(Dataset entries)
────────────────────

use nom::{
    bytes::complete::{tag, take_while1},
    combinator::recognize,
    sequence::pair,
    IResult,
};

pub fn version(input: &[u8]) -> IResult<&[u8], &[u8]> {
    let tag = tag("WARC/");
    let digits = take_while1(|c: u8| c.is_ascii_digit() || c == b'.');

    recognize(pair(tag, digits))(input)
}
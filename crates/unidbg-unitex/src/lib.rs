//! Pretty-printers for the Unitex native library.
//!
//! Unitex keeps text in `unitex::Ustring`, a growable buffer of 16-bit code
//! units (`unitex::unichar`), and wraps it in `unitex::UnitexString` for
//! C++ callers. This crate decodes those records through a debugger
//! [`Host`](unidbg_core::Host) and registers the printers with a
//! [`FormatterRegistry`](unidbg_registry::FormatterRegistry).
//!
//! ## Modules
//!
//! - [`ustring`]: Buffer decoder with its closed set of outcomes
//! - [`unichar`]: Single code unit decoding and escaping
//! - [`unitex_string`]: Wrapper printer delegating to the backing buffer
//! - [`printers`]: Catalog builder registering every Unitex printer

pub mod printers;
pub mod unichar;
pub mod unitex_string;
pub mod ustring;

// Re-exports for convenience.
pub use printers::{register_unitex_printers, supported_versions, CATEGORY};
pub use unichar::{decode_scalar_char, escape_code_unit, UnicharPrinter};
pub use unitex_string::UnitexStringPrinter;
pub use ustring::{decode, decode_address, DecodeLimits, Decoded, UstringPrinter};
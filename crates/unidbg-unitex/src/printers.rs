//! Registration of the Unitex printers.

use std::fmt;

use unidbg_core::{Host, VersionRange};
use unidbg_registry::{
    FormatError, Formatter, FormatterDescriptor, FormatterRegistry, RegistryError, Result,
};

use crate::unichar::UnicharPrinter;
use crate::unitex_string::UnitexStringPrinter;
use crate::ustring::{DecodeLimits, UstringPrinter};

/// Category shared by every Unitex printer, for enable/disable toggles.
pub const CATEGORY: &str = "unitex";

/// Container types that are cataloged but rendered by the host. The lists
/// are declared at global scope in older builds.
const TRIVIAL_TYPES: &[&str] = &[
    "list_ustring",
    "list_int",
    "unitex::list_ustring",
    "unitex::list_int",
];

/// Library versions whose `Ustring` layout the printers understand.
pub fn supported_versions() -> VersionRange {
    VersionRange::from_triples((3, 1, 0), (3, 99, 99))
}

/// Register every Unitex printer.
///
/// A descriptor that fails to register is logged and skipped; the rest are
/// still registered. Returns the failures.
pub fn register_unitex_printers<H: Host + 'static>(
    registry: &mut FormatterRegistry<H>,
    limits: DecodeLimits,
) -> Vec<RegistryError> {
    let ustring = move |host: &H, value: H::Value| -> Result<Box<dyn Formatter<H>>> {
        Ok(Box::new(UstringPrinter::new(host, value, limits)?))
    };

    let unichar = |host: &H, value: H::Value| -> Result<Box<dyn Formatter<H>>> {
        Ok(Box::new(UnicharPrinter::new(host, value)?))
    };

    let descriptors = vec![
        FormatterDescriptor::exact(
            CATEGORY,
            UstringPrinter::<H>::NAME,
            "unitex::Ustring",
            supported_versions(),
            ustring,
        ),
        // Builds that predate the `unitex` namespace.
        FormatterDescriptor::regex(
            CATEGORY,
            "Ustring-unscoped",
            r"(?:struct\s+)?Ustring",
            supported_versions(),
            ustring,
        ),
        FormatterDescriptor::exact(
            CATEGORY,
            UnicharPrinter::<H>::NAME,
            "unitex::unichar",
            supported_versions(),
            unichar,
        ),
        FormatterDescriptor::exact(
            CATEGORY,
            "unichar-unscoped",
            "unichar",
            supported_versions(),
            unichar,
        ),
        FormatterDescriptor::exact(
            CATEGORY,
            UnitexStringPrinter::<H>::NAME,
            "unitex::UnitexString",
            supported_versions(),
            |host: &H, value: H::Value| {
                Ok(Box::new(UnitexStringPrinter::new(host, value)?) as Box<dyn Formatter<H>>)
            },
        ),
    ];

    let mut failures = Vec::new();
    for descriptor in descriptors {
        if let Err(e) = registry.register(descriptor) {
            log::warn!("skipping printer: {e}");
            failures.push(e);
        }
    }
    for type_name in TRIVIAL_TYPES {
        if let Err(e) = registry.register_trivial(CATEGORY, type_name) {
            log::warn!("skipping printer: {e}");
            failures.push(e);
        }
    }
    log::debug!(
        "registered {} unitex printers for versions {}",
        registry.catalog().filter(|e| e.category == CATEGORY).count(),
        supported_versions()
    );
    failures
}

/// Build the error reported when a printer is handed a value of the wrong
/// shape.
pub(crate) fn incompatible<H: Host>(
    host: &H,
    value: &H::Value,
    formatter: &str,
    detail: impl fmt::Display,
) -> FormatError {
    FormatError::IncompatibleValue {
        formatter: formatter.to_string(),
        type_name: host
            .type_name(value)
            .unwrap_or_else(|| "<unknown>".to_string()),
        detail: detail.to_string(),
    }
}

────────────────────

- Directions for this task
Look for the string "filename" in the entries above. Copy every line that has it.

- Answer to this problem
filename crates/unidbg-unitex/src/lib.rs
filename crates/unidbg-unitex/src/printers.rs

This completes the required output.